Description of the task:
Lines below that include the word "ProcessedReport" should each be copied.

Records drawn from a dataset:
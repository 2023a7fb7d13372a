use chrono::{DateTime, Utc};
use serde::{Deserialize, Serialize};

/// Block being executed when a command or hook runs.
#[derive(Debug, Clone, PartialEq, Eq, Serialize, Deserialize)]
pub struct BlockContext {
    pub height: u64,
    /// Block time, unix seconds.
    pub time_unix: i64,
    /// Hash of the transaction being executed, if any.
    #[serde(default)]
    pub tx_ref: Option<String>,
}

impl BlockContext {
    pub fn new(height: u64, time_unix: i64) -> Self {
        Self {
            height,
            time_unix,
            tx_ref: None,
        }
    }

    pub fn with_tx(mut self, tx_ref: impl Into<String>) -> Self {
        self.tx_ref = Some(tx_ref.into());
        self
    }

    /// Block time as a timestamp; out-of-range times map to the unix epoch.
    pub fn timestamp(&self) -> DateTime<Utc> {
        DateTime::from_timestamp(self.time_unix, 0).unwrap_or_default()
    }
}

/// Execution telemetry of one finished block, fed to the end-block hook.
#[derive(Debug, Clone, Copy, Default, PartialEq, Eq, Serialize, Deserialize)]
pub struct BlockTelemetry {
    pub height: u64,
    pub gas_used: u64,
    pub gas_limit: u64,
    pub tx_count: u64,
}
==
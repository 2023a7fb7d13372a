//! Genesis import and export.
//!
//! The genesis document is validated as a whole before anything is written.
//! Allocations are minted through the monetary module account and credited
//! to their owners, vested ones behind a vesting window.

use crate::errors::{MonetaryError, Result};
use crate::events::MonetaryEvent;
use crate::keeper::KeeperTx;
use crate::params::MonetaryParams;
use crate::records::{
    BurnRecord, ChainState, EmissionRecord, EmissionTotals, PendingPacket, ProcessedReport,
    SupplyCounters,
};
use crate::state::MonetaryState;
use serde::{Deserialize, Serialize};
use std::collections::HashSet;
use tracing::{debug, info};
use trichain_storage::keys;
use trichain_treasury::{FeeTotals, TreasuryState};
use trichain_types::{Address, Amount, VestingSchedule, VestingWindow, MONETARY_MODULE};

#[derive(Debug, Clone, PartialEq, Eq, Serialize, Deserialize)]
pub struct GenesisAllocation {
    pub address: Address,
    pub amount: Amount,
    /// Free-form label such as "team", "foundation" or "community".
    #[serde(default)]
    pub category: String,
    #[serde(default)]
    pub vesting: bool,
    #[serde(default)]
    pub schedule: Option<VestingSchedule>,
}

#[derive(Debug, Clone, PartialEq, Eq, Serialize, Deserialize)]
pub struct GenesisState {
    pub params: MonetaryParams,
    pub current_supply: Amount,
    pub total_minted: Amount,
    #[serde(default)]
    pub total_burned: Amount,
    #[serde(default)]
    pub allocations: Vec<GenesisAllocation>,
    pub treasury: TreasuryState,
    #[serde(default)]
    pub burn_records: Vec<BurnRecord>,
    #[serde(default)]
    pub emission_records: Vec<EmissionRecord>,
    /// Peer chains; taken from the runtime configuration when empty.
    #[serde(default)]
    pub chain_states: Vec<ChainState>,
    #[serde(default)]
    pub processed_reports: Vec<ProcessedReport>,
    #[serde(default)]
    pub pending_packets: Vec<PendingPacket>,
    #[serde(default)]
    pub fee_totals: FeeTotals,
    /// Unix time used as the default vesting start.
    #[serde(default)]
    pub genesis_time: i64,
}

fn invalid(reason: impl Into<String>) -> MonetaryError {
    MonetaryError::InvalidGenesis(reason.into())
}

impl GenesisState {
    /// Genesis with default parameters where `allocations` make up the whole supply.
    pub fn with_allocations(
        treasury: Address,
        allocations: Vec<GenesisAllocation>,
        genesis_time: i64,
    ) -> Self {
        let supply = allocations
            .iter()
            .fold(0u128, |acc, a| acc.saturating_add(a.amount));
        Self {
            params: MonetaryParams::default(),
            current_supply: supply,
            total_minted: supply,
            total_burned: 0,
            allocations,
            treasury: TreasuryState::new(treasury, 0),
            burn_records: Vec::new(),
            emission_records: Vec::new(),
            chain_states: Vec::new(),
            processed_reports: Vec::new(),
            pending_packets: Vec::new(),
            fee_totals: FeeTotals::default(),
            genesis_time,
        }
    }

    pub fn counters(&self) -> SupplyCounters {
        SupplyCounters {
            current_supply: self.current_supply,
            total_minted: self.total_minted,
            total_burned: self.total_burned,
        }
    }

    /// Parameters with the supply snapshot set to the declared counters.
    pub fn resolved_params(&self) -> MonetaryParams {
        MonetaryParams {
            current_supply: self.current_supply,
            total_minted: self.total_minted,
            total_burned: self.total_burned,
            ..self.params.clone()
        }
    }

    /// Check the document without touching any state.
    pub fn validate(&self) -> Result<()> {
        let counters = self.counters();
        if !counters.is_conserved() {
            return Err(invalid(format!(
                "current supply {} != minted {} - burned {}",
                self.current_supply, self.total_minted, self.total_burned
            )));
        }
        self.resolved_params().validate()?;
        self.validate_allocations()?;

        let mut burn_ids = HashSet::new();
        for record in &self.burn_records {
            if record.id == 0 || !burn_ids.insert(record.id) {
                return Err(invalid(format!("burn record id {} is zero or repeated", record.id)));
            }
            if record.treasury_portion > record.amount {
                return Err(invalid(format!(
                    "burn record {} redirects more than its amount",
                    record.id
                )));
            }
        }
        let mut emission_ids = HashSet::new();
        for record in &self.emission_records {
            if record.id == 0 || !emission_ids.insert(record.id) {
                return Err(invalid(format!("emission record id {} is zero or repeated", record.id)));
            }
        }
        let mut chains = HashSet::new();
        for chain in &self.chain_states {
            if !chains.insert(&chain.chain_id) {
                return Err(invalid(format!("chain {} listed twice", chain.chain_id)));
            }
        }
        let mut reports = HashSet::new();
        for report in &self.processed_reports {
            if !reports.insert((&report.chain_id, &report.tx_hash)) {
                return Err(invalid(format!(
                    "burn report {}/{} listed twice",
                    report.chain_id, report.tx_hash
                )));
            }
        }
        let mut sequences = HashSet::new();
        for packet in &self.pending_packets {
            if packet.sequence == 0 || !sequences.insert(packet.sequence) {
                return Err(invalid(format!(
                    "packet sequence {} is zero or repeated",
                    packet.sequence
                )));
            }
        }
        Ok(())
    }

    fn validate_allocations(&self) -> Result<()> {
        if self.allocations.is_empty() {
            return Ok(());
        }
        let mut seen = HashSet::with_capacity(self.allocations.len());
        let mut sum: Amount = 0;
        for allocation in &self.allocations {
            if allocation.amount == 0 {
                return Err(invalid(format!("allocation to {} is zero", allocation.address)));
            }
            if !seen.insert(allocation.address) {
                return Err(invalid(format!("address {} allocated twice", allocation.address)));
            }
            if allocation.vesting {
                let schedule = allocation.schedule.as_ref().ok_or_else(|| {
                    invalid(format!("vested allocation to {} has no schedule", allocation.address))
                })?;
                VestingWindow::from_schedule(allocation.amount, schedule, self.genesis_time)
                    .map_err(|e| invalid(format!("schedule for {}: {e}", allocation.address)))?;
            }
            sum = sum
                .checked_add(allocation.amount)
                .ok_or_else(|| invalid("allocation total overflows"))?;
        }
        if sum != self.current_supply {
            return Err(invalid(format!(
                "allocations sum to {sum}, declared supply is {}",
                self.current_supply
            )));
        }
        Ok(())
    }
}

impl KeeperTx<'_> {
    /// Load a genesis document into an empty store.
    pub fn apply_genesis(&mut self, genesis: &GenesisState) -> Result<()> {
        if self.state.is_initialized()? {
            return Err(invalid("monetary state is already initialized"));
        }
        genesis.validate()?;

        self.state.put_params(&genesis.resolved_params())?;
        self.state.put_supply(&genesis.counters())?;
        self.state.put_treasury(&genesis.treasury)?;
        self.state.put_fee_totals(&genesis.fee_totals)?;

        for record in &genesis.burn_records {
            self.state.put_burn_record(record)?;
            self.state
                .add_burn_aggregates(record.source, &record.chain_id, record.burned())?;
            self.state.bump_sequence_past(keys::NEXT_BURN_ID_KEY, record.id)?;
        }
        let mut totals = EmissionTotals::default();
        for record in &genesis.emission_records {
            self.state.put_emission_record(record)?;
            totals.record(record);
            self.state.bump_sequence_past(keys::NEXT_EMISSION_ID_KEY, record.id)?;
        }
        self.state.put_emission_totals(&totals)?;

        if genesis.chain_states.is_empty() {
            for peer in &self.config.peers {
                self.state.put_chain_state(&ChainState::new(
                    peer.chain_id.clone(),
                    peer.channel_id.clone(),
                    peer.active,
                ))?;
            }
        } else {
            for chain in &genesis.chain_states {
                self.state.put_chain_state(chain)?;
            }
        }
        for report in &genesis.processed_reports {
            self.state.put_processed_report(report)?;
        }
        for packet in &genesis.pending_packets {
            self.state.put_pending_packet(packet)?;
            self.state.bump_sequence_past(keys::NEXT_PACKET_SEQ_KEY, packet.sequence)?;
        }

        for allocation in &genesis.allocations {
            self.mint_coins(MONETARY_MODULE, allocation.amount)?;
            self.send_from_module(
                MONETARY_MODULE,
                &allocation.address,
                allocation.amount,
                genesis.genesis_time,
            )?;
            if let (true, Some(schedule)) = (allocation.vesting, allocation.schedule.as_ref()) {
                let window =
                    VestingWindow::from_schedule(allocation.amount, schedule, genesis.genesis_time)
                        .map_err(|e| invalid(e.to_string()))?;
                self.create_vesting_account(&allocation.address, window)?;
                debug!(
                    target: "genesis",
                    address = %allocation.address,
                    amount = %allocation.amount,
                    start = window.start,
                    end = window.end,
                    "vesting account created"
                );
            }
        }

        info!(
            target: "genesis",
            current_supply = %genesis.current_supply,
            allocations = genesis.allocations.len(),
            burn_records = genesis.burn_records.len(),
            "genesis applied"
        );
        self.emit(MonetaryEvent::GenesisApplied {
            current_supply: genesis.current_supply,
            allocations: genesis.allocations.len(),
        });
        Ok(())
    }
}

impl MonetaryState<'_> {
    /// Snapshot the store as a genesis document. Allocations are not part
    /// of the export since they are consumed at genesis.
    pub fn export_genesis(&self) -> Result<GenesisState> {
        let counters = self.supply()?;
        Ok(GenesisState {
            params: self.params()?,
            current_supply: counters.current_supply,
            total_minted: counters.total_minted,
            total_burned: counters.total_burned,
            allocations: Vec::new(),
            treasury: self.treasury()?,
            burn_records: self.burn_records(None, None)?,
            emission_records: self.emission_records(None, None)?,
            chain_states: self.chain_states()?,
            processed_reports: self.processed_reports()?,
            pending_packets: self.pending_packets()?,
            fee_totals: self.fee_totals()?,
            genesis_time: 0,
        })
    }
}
...
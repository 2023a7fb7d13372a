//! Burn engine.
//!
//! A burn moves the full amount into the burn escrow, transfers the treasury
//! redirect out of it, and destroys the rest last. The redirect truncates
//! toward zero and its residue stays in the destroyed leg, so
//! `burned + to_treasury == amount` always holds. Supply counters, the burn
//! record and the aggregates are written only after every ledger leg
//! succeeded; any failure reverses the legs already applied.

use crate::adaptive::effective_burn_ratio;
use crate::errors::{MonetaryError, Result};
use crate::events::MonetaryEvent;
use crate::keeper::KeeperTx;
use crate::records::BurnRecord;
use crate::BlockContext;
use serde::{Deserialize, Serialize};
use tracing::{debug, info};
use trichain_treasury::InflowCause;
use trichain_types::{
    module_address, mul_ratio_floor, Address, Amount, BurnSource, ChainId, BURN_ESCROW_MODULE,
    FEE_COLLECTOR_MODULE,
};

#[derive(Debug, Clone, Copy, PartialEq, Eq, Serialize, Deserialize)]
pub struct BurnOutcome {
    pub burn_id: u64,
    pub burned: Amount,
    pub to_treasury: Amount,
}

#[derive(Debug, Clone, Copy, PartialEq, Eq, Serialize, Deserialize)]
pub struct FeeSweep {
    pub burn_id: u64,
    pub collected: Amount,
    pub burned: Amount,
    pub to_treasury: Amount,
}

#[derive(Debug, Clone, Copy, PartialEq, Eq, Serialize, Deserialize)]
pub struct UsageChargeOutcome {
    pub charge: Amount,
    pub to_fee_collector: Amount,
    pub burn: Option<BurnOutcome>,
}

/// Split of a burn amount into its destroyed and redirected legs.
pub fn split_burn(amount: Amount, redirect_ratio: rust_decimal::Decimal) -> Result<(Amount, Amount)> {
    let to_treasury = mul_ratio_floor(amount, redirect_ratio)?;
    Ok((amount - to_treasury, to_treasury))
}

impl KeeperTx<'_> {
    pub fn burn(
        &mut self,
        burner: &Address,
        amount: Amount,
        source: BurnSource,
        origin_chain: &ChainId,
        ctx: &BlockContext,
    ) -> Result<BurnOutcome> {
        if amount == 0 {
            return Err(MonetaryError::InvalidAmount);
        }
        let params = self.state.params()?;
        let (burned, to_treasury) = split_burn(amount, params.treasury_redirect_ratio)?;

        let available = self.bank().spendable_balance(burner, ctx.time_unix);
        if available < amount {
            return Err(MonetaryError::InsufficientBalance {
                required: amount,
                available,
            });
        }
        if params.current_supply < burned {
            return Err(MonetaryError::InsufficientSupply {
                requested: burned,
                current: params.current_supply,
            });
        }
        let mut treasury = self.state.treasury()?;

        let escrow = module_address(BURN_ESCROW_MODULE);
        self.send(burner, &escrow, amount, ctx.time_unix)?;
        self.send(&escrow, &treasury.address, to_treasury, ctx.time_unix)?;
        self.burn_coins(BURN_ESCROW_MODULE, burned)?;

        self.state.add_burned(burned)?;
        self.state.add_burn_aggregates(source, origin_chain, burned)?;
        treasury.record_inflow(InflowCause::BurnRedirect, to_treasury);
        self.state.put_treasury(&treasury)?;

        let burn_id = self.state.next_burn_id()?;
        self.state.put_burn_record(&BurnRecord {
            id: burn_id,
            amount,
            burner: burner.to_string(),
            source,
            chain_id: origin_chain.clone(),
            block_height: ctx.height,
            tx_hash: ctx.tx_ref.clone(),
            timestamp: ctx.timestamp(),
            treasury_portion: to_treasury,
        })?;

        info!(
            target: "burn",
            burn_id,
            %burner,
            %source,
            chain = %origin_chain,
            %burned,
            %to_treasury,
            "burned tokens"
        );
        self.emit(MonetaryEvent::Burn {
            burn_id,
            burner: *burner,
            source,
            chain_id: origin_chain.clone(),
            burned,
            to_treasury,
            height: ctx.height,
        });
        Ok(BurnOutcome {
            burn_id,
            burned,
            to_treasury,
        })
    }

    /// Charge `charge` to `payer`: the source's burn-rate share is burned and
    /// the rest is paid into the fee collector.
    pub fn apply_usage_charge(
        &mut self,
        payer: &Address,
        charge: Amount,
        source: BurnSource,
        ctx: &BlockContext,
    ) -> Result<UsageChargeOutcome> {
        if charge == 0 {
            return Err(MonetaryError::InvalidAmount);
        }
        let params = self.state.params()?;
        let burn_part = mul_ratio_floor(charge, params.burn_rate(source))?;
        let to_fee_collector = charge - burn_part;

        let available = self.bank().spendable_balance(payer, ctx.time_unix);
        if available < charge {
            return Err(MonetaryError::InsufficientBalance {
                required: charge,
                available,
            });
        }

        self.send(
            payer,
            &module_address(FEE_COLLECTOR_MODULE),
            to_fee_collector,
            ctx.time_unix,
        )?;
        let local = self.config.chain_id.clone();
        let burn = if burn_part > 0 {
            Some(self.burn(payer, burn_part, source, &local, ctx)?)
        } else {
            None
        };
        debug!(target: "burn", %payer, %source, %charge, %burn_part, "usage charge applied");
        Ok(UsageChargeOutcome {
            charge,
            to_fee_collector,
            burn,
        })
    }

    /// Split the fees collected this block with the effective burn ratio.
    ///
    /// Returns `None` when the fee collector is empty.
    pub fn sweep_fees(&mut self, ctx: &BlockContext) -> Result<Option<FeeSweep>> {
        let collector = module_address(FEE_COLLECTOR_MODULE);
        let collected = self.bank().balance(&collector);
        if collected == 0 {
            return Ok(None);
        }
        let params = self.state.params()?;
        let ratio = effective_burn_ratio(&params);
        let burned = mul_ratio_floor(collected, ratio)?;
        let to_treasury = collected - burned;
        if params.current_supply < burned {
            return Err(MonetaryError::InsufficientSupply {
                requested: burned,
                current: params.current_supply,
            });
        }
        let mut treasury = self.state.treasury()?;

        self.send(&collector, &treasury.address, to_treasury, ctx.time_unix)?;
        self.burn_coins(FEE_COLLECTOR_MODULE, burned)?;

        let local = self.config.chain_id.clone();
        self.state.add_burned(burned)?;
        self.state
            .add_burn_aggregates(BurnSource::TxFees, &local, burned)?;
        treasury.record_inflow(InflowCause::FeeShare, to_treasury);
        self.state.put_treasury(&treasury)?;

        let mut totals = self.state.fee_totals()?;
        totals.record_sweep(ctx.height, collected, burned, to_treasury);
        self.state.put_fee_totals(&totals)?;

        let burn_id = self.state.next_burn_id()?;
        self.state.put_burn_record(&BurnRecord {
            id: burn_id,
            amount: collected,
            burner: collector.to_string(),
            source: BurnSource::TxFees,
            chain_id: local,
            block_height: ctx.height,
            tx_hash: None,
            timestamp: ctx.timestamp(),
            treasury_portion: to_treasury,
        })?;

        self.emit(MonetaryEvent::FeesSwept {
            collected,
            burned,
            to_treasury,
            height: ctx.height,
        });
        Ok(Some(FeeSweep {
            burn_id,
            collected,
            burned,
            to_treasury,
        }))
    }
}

Exercise answer:
    BurnRecord, ChainState, EmissionRecord, EmissionTotals, PendingPacket, ProcessedReport,
    pub processed_reports: Vec<ProcessedReport>,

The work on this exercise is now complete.